As the majority recognizes (maj. opn. ante, at p. 12), a “juror who has participated in deliberations for a reasonable period of time may not be discharged for refusing to deliberate, simply because the juror expresses the belief that further discussion will not alter his or her views.” (People v. Cleveland (2001) 25 Cal.4th 466, 485 (Cleveland).)
While jurors must start deliberations with their minds “open to a fair consideration of the evidence, instructions,” and opinions expressed by their peers (People v. Allen and Johnson (2011) 53 Cal.4th 60, 73), it is “not uncommon, or grounds for discharge, ‘for a juror (or jurors) in a trial to come to a conclusion about the strength of a prosecution’s case early in the deliberative process and then refuse to change his or her mind despite the persuasive powers of the remaining jurors.’ ” (Armstrong, supra, 1 Cal.5th at p. 453, quoting People v. Bowers (2001) 87 Cal.App.4th 722, 734.) Once a juror has reached that conclusion for him or herself, the juror may not be discharged “for failing to agree with the majority of other jurors or for persisting in expressing doubts about the sufficiency of the evidence in support of the majority view.” (People v. Engelman (2002) 28 Cal.4th 436, 446.)
In this case, the trial court’s finding that Juror No. 5 “really refused to deliberate meaningfully, it sounds like, from at least mid-day Friday” (italics added; maj. opn. ante, at p. 11) acknowledges that Juror No. 5 did, in fact, deliberate for at least some number of hours.
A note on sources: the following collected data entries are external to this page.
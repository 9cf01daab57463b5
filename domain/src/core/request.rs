//! Analysis request value objects

use super::error::DomainError;
use super::task::TaskType;
use serde::{Deserialize, Serialize};
use std::time::Duration;
use uuid::Uuid;

/// Unique identifier of one orchestration cycle.
#[derive(Debug, Clone, Copy, PartialEq, Eq, Hash, PartialOrd, Ord, Serialize, Deserialize)]
#[serde(transparent)]
pub struct RequestId(Uuid);

impl RequestId {
    pub fn new() -> Self {
        Self(Uuid::new_v4())
    }

    pub fn as_uuid(&self) -> &Uuid {
        &self.0
    }
}

impl Default for RequestId {
    fn default() -> Self {
        Self::new()
    }
}

impl std::fmt::Display for RequestId {
    fn fmt(&self, f: &mut std::fmt::Formatter<'_>) -> std::fmt::Result {
        write!(f, "{}", self.0)
    }
}

/// Per-request execution options passed through to every provider.
#[derive(Debug, Clone, PartialEq, Serialize, Deserialize)]
pub struct ExecutionOptions {
    /// Upper bound on generated tokens
    pub max_tokens: Option<u32>,
    /// Sampling temperature
    pub temperature: Option<f32>,
    /// Per-provider timeout override (falls back to the dispatch default)
    pub timeout: Option<Duration>,
    /// Fan out in parallel (default) or chain providers sequentially
    pub parallel: bool,
}

impl Default for ExecutionOptions {
    fn default() -> Self {
        Self {
            max_tokens: None,
            temperature: None,
            timeout: None,
            parallel: true,
        }
    }
}

impl ExecutionOptions {
    pub fn sequential() -> Self {
        Self {
            parallel: false,
            ..Self::default()
        }
    }

    pub fn with_max_tokens(mut self, max_tokens: u32) -> Self {
        self.max_tokens = Some(max_tokens);
        self
    }

    pub fn with_temperature(mut self, temperature: f32) -> Self {
        self.temperature = Some(temperature);
        self
    }

    pub fn with_timeout(mut self, timeout: Duration) -> Self {
        self.timeout = Some(timeout);
        self
    }
}

/// Operations declared by the caller that raise the risk of acting on an answer.
#[derive(Debug, Clone, Copy, PartialEq, Eq, Hash, PartialOrd, Ord, Serialize, Deserialize)]
#[serde(rename_all = "snake_case")]
pub enum SensitiveOperation {
    FileWrite,
    CommandExecution,
    CredentialAccess,
    ExternalCommunication,
    DataDeletion,
    ProductionChange,
}

impl SensitiveOperation {
    pub fn as_str(&self) -> &'static str {
        match self {
            SensitiveOperation::FileWrite => "file_write",
            SensitiveOperation::CommandExecution => "command_execution",
            SensitiveOperation::CredentialAccess => "credential_access",
            SensitiveOperation::ExternalCommunication => "external_communication",
            SensitiveOperation::DataDeletion => "data_deletion",
            SensitiveOperation::ProductionChange => "production_change",
        }
    }

    /// Irreversible operations are always assessed as critical.
    pub fn is_critical(&self) -> bool {
        matches!(
            self,
            SensitiveOperation::DataDeletion | SensitiveOperation::ProductionChange
        )
    }
}

impl std::fmt::Display for SensitiveOperation {
    fn fmt(&self, f: &mut std::fmt::Formatter<'_>) -> std::fmt::Result {
        write!(f, "{}", self.as_str())
    }
}

impl std::str::FromStr for SensitiveOperation {
    type Err = DomainError;

    fn from_str(s: &str) -> Result<Self, Self::Err> {
        match s.trim().to_lowercase().replace('-', "_").as_str() {
            "file_write" => Ok(SensitiveOperation::FileWrite),
            "command_execution" => Ok(SensitiveOperation::CommandExecution),
            "credential_access" => Ok(SensitiveOperation::CredentialAccess),
            "external_communication" => Ok(SensitiveOperation::ExternalCommunication),
            "data_deletion" => Ok(SensitiveOperation::DataDeletion),
            "production_change" => Ok(SensitiveOperation::ProductionChange),
            _ => Err(DomainError::invalid_value("sensitive operation", s)),
        }
    }
}

/// A technical query to run through the consensus engine (Value Object)
///
/// Fields are private: once a request has been handed to the dispatcher it
/// is never mutated.
#[derive(Debug, Clone, Serialize, Deserialize)]
pub struct AnalysisRequest {
    id: RequestId,
    prompt: String,
    task_type: TaskType,
    session_id: Option<String>,
    user_id: Option<String>,
    options: ExecutionOptions,
    sensitive_operations: Vec<SensitiveOperation>,
}

impl AnalysisRequest {
    /// Create a request, rejecting blank prompts.
    pub fn new(prompt: impl Into<String>, task_type: TaskType) -> Result<Self, DomainError> {
        let prompt = prompt.into();
        if prompt.trim().is_empty() {
            return Err(DomainError::InvalidRequest(
                "prompt cannot be empty".to_string(),
            ));
        }
        Ok(Self {
            id: RequestId::new(),
            prompt,
            task_type,
            session_id: None,
            user_id: None,
            options: ExecutionOptions::default(),
            sensitive_operations: Vec::new(),
        })
    }

    pub fn with_session(mut self, session_id: impl Into<String>) -> Self {
        self.session_id = Some(session_id.into());
        self
    }

    pub fn with_user(mut self, user_id: impl Into<String>) -> Self {
        self.user_id = Some(user_id.into());
        self
    }

    pub fn with_options(mut self, options: ExecutionOptions) -> Self {
        self.options = options;
        self
    }

    pub fn with_sensitive_operation(mut self, operation: SensitiveOperation) -> Self {
        if !self.sensitive_operations.contains(&operation) {
            self.sensitive_operations.push(operation);
            self.sensitive_operations.sort();
        }
        self
    }

    pub fn id(&self) -> RequestId {
        self.id
    }

    pub fn prompt(&self) -> &str {
        &self.prompt
    }

    pub fn task_type(&self) -> TaskType {
        self.task_type
    }

    pub fn session_id(&self) -> Option<&str> {
        self.session_id.as_deref()
    }

    pub fn user_id(&self) -> Option<&str> {
        self.user_id.as_deref()
    }

    pub fn options(&self) -> &ExecutionOptions {
        &self.options
    }

    pub fn sensitive_operations(&self) -> &[SensitiveOperation] {
        &self.sensitive_operations
    }

    /// Prompt with surrounding whitespace trimmed and internal runs collapsed.
    pub fn normalized_prompt(&self) -> String {
        self.prompt.split_whitespace().collect::<Vec<_>>().join(" ")
    }

    /// Key used for rollout bucketing: the session when present, so a
    /// session is routed the same way for its whole lifetime.
    pub fn routing_key(&self) -> String {
        match &self.session_id {
            Some(session) => session.clone(),
            None => self.id.to_string(),
        }
    }

    /// Who is asking, for the audit trail.
    pub fn requester(&self) -> &str {
        self.user_id
            .as_deref()
            .or(self.session_id.as_deref())
            .unwrap_or("anonymous")
    }
}

#[cfg(test)]
mod tests {
    use super::*;

    #[test]
    fn test_blank_prompt_rejected() {
        assert!(AnalysisRequest::new("   \n", TaskType::Basic).is_err());
    }

    #[test]
    fn test_normalized_prompt() {
        let request = AnalysisRequest::new("  How do I\n\n  tune   tokio? ", TaskType::Basic).unwrap();
        assert_eq!(request.normalized_prompt(), "How do I tune tokio?");
    }

    #[test]
    fn test_routing_key_prefers_session() {
        let request = AnalysisRequest::new("q", TaskType::Basic).unwrap();
        assert_eq!(request.routing_key(), request.id().to_string());

        let request = request.with_session("session-42");
        assert_eq!(request.routing_key(), "session-42");
    }

    #[test]
    fn test_requester_fallbacks() {
        let request = AnalysisRequest::new("q", TaskType::Basic).unwrap();
        assert_eq!(request.requester(), "anonymous");
        let request = request.with_session("s1");
        assert_eq!(request.requester(), "s1");
        let request = request.with_user("alice");
        assert_eq!(request.requester(), "alice");
    }

    #[test]
    fn test_sensitive_operations_deduplicated() {
        let request = AnalysisRequest::new("q", TaskType::Basic)
            .unwrap()
            .with_sensitive_operation(SensitiveOperation::FileWrite)
            .with_sensitive_operation(SensitiveOperation::FileWrite);
        assert_eq!(request.sensitive_operations().len(), 1);
    }

    #[test]
    fn test_parse_sensitive_operation() {
        assert_eq!(
            "production-change".parse::<SensitiveOperation>().unwrap(),
            SensitiveOperation::ProductionChange
        );
        assert!(SensitiveOperation::DataDeletion.is_critical());
        assert!(!SensitiveOperation::FileWrite.is_critical());
        assert!("launch_missiles".parse::<SensitiveOperation>().is_err());
    }
}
On the facts here, that was “a reasonable period of time,” after which she could not be discharged for refusing to change her mind. (Cleveland, supra, 25 Cal.4th at p. 485.)
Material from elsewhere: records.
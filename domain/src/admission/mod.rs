//! Admission control domain
//!
//! Risk assessment and the approval policy are pure functions of the
//! request and the consensus result. Every state change of an admission is
//! captured as an immutable [`AuditEntry`].
//!
//! ```text
//! received ─▶ risk_assessed ─┬─▶ auto_approved
//!                            ├─▶ denied
//!                            └─▶ pending_review ─┬─▶ approved   (reviewer)
//!                                                ├─▶ denied     (reviewer)
//!                                                └─▶ escalated  (timeout)
//! ```

pub mod audit;
pub mod policy;
pub mod risk;

pub use audit::{AdmissionState, AdmissionTrail, ApprovalDecision, ApprovalStatus, AuditEntry, AuditId};
pub use policy::{ApprovalPolicy, PolicyAction, PolicyVerdict};
pub use risk::{RiskAssessment, RiskLevel, assess_risk};
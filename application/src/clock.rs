//! Time source for the application layer.
//!
//! Reads tokio's clock, so paused-time tests move circuit cooldowns,
//! rollout dwell and metric windows together with timers.

use std::time::Instant;

pub fn now() -> Instant {
    tokio::time::Instant::now().into_std()
}
//! Textual similarity between provider answers.
//!
//! Any metric used for agreement must be symmetric and bounded to [0, 1];
//! [`TermFrequencyCosine`] is the default.

use std::collections::HashMap;

/// Symmetric similarity in [0, 1].
pub trait SimilarityMetric: Send + Sync {
    fn similarity(&self, a: &str, b: &str) -> f64;
}

/// Cosine similarity over lower-cased term-frequency vectors.
#[derive(Debug, Clone, Copy, Default)]
pub struct TermFrequencyCosine;

impl TermFrequencyCosine {
    fn term_frequencies(text: &str) -> HashMap<String, u32> {
        let mut terms = HashMap::new();
        for token in text
            .split(|c: char| !c.is_alphanumeric())
            .filter(|t| !t.is_empty())
        {
            *terms.entry(token.to_lowercase()).or_insert(0) += 1;
        }
        terms
    }
}

impl SimilarityMetric for TermFrequencyCosine {
    fn similarity(&self, a: &str, b: &str) -> f64 {
        let left = Self::term_frequencies(a);
        let right = Self::term_frequencies(b);

        match (left.is_empty(), right.is_empty()) {
            (true, true) => return 1.0,
            (true, false) | (false, true) => return 0.0,
            _ => {}
        }

        let dot: f64 = left
            .iter()
            .filter_map(|(term, &count)| right.get(term).map(|&other| f64::from(count * other)))
            .sum();
        let norm = |v: &HashMap<String, u32>| {
            v.values()
                .map(|&c| f64::from(c) * f64::from(c))
                .sum::<f64>()
                .sqrt()
        };

        (dot / (norm(&left) * norm(&right))).clamp(0.0, 1.0)
    }
}
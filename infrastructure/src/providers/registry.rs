//! Builds provider adapters from `[[providers]]` entries.

use super::CommandProvider;
use crate::config::{FileProviderConfig, ProviderKind};
use std::collections::HashSet;
use std::sync::Arc;
use thiserror::Error;
use tracing::{debug, warn};
use wallbounce_application::Provider;

#[derive(Error, Debug, Clone, PartialEq)]
pub enum ProviderBuildError {
    #[error("No providers configured")]
    NoProviders,

    #[error("Provider '{0}' is configured more than once")]
    DuplicateId(String),

    #[error("Provider '{id}': unknown kind '{kind}'")]
    UnknownKind { id: String, kind: String },

    #[error("Provider '{id}': missing required field '{field}'")]
    MissingField { id: String, field: &'static str },

    #[error("Provider '{0}': HTTP providers require the 'http-providers' feature")]
    HttpDisabled(String),

    #[error("Provider '{id}': environment variable {env} is not set")]
    MissingApiKey { id: String, env: String },

    #[error("Provider '{id}': {message}")]
    Client { id: String, message: String },
}

/// Provider adapters in configuration order.
pub struct ProviderRegistry {
    providers: Vec<Arc<dyn Provider>>,
}

impl ProviderRegistry {
    pub fn build(configs: &[FileProviderConfig]) -> Result<Self, ProviderBuildError> {
        if configs.is_empty() {
            return Err(ProviderBuildError::NoProviders);
        }

        let mut seen = HashSet::new();
        let mut providers = Vec::with_capacity(configs.len());
        for config in configs {
            if !seen.insert(config.id.as_str()) {
                return Err(ProviderBuildError::DuplicateId(config.id.clone()));
            }
            let provider = Self::build_one(config)?;
            debug!(provider = %config.id, kind = %config.kind, "Provider configured");
            providers.push(provider);
        }
        Ok(Self { providers })
    }

    fn build_one(config: &FileProviderConfig) -> Result<Arc<dyn Provider>, ProviderBuildError> {
        let kind = config
            .parse_kind()
            .map_err(|_| ProviderBuildError::UnknownKind {
                id: config.id.clone(),
                kind: config.kind.clone(),
            })?;

        match kind {
            ProviderKind::Command => {
                let command = config
                    .command
                    .as_deref()
                    .filter(|c| !c.trim().is_empty())
                    .ok_or_else(|| ProviderBuildError::MissingField {
                        id: config.id.clone(),
                        field: "command",
                    })?;
                if !CommandProvider::is_command_available(command) {
                    warn!(provider = %config.id, command, "Command not found on PATH");
                }
                Ok(Arc::new(
                    CommandProvider::new(config.descriptor(), command)
                        .with_args(config.args.clone()),
                ))
            }
            ProviderKind::Http => Self::build_http(config),
        }
    }

    #[cfg(feature = "http-providers")]
    fn build_http(config: &FileProviderConfig) -> Result<Arc<dyn Provider>, ProviderBuildError> {
        let missing = |field| ProviderBuildError::MissingField {
            id: config.id.clone(),
            field,
        };
        let base_url = config.base_url.as_deref().ok_or_else(|| missing("base_url"))?;
        let model = config.model.as_deref().ok_or_else(|| missing("model"))?;

        let mut provider = super::HttpProvider::new(config.descriptor(), base_url, model)
            .map_err(|e| ProviderBuildError::Client {
                id: config.id.clone(),
                message: e.to_string(),
            })?
            .with_max_tokens(config.max_tokens);

        if let Some(env) = &config.api_key_env {
            let key = std::env::var(env).map_err(|_| ProviderBuildError::MissingApiKey {
                id: config.id.clone(),
                env: env.clone(),
            })?;
            provider = provider.with_api_key(key);
        }
        Ok(Arc::new(provider))
    }

    #[cfg(not(feature = "http-providers"))]
    fn build_http(config: &FileProviderConfig) -> Result<Arc<dyn Provider>, ProviderBuildError> {
        Err(ProviderBuildError::HttpDisabled(config.id.clone()))
    }

    pub fn providers(&self) -> &[Arc<dyn Provider>] {
        &self.providers
    }

    pub fn into_providers(self) -> Vec<Arc<dyn Provider>> {
        self.providers
    }

    pub fn len(&self) -> usize {
        self.providers.len()
    }

    pub fn is_empty(&self) -> bool {
        self.providers.is_empty()
    }
}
As the majority notes, the jury began its deliberations at 9:00 a.m. on a Friday. (Maj. opn. ante, at p. 7.) Twice that afternoon, the jury requested readbacks of portions of A.D.’s testimony. At 10:15 a.m. the following Monday, about one hour after deliberations had resumed, the jury sent Jury Question No. 3, stating: “The jury is not able to come to consensus. We have deliberated for 4+ hours on the same issue. 11 of the jurors have come to agreement based on the preponderance of the evidence; One juror has dissented and has stated nothing will change her mind. [¶] We are at an impasse.
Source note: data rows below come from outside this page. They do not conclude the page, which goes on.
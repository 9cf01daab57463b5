//! Circuit Breaker Registry
//!
//! One breaker per provider, shared by every in-flight request. Updates are
//! serialized behind a single lock that is never held across an await.

use serde::Serialize;
use std::collections::HashMap;
use std::sync::{Mutex, MutexGuard, PoisonError};
use std::time::Instant;
use tracing::{info, warn};
use wallbounce_domain::{CircuitBreaker, CircuitPermit, CircuitPolicy, CircuitState, ProviderId};

/// Point-in-time view of one breaker.
#[derive(Debug, Clone, PartialEq, Serialize)]
pub struct CircuitSnapshot {
    pub provider: ProviderId,
    pub state: CircuitState,
    pub consecutive_failures: u32,
    pub trips: u32,
}

pub struct CircuitBreakerRegistry {
    policy: CircuitPolicy,
    breakers: Mutex<HashMap<ProviderId, CircuitBreaker>>,
}

impl CircuitBreakerRegistry {
    pub fn new(policy: CircuitPolicy, providers: impl IntoIterator<Item = ProviderId>) -> Self {
        let breakers = providers
            .into_iter()
            .map(|id| (id, CircuitBreaker::new(policy)))
            .collect();
        Self {
            policy,
            breakers: Mutex::new(breakers),
        }
    }

    pub fn policy(&self) -> &CircuitPolicy {
        &self.policy
    }

    pub fn is_available(&self, provider: &ProviderId, now: Instant) -> bool {
        self.lock()
            .get(provider)
            .is_none_or(|breaker| breaker.is_available(now))
    }

    pub fn state_at(&self, provider: &ProviderId, now: Instant) -> CircuitState {
        self.lock()
            .get(provider)
            .map_or(CircuitState::Closed, |breaker| breaker.state_at(now))
    }

    /// Permission to call `provider`; `None` while its circuit is open or
    /// while another request holds the half-open probe.
    pub fn try_acquire(&self, provider: &ProviderId, now: Instant) -> Option<CircuitPermit> {
        let mut breakers = self.lock();
        let breaker = breakers
            .entry(provider.clone())
            .or_insert_with(|| CircuitBreaker::new(self.policy));
        let permit = breaker.try_acquire(now);
        if permit == Some(CircuitPermit::Probe) {
            info!(provider = %provider, "Circuit half-open, sending probe");
        }
        permit
    }

    /// Returns true when the success closed a tripped circuit.
    pub fn record_success(&self, provider: &ProviderId, now: Instant) -> bool {
        let mut breakers = self.lock();
        let Some(breaker) = breakers.get_mut(provider) else {
            return false;
        };
        let was_tripped = breaker.state_at(now) != CircuitState::Closed;
        breaker.record_success();
        if was_tripped {
            info!(provider = %provider, "Circuit closed");
        }
        was_tripped
    }

    /// Returns the circuit state after the failure.
    pub fn record_failure(&self, provider: &ProviderId, now: Instant) -> CircuitState {
        let mut breakers = self.lock();
        let breaker = breakers
            .entry(provider.clone())
            .or_insert_with(|| CircuitBreaker::new(self.policy));
        let before = breaker.state_at(now);
        let after = breaker.record_failure(now);
        if after == CircuitState::Open && before != CircuitState::Open {
            warn!(
                provider = %provider,
                failures = breaker.consecutive_failures(),
                cooldown_ms = breaker.current_cooldown().as_millis() as u64,
                "Circuit opened"
            );
        }
        after
    }

    /// Snapshot of every breaker, sorted by provider id.
    pub fn snapshot(&self, now: Instant) -> Vec<CircuitSnapshot> {
        let mut snapshot: Vec<CircuitSnapshot> = self
            .lock()
            .iter()
            .map(|(id, breaker)| CircuitSnapshot {
                provider: id.clone(),
                state: breaker.state_at(now),
                consecutive_failures: breaker.consecutive_failures(),
                trips: breaker.trips(),
            })
            .collect();
        snapshot.sort_by(|a, b| a.provider.cmp(&b.provider));
        snapshot
    }

    fn lock(&self) -> MutexGuard<'_, HashMap<ProviderId, CircuitBreaker>> {
        self.breakers.lock().unwrap_or_else(PoisonError::into_inner)
    }
}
Next steps?” When asked by the trial court about this note and specifically whether the dissenting juror “is refusing to participate, that is refusing to deliberate, or are you just saying, after deliberating, that juror feels convinced that nothing will change her mind?,” the foreperson answered that it was the latter: “After deliberating, that juror is convinced that nothing will change her mind.” (Italics added.) Significantly, after hearing this report from the foreperson and receiving additional notes from the jury, the court concluded that if Juror No. 5 were discharged at that point, “it would likely be error.”
The court observed: “I did ask that question to the foreperson, and she indicated it to the contrary. She said that [Juror No. 5] was participating and did participate, but she just did have a differing opinion.” These facts demonstrate, consistent with the trial court’s at least implicit finding, that the jury, including Juror No. 5, deliberated for a reasonable period of time before Juror No. 5 made her decision.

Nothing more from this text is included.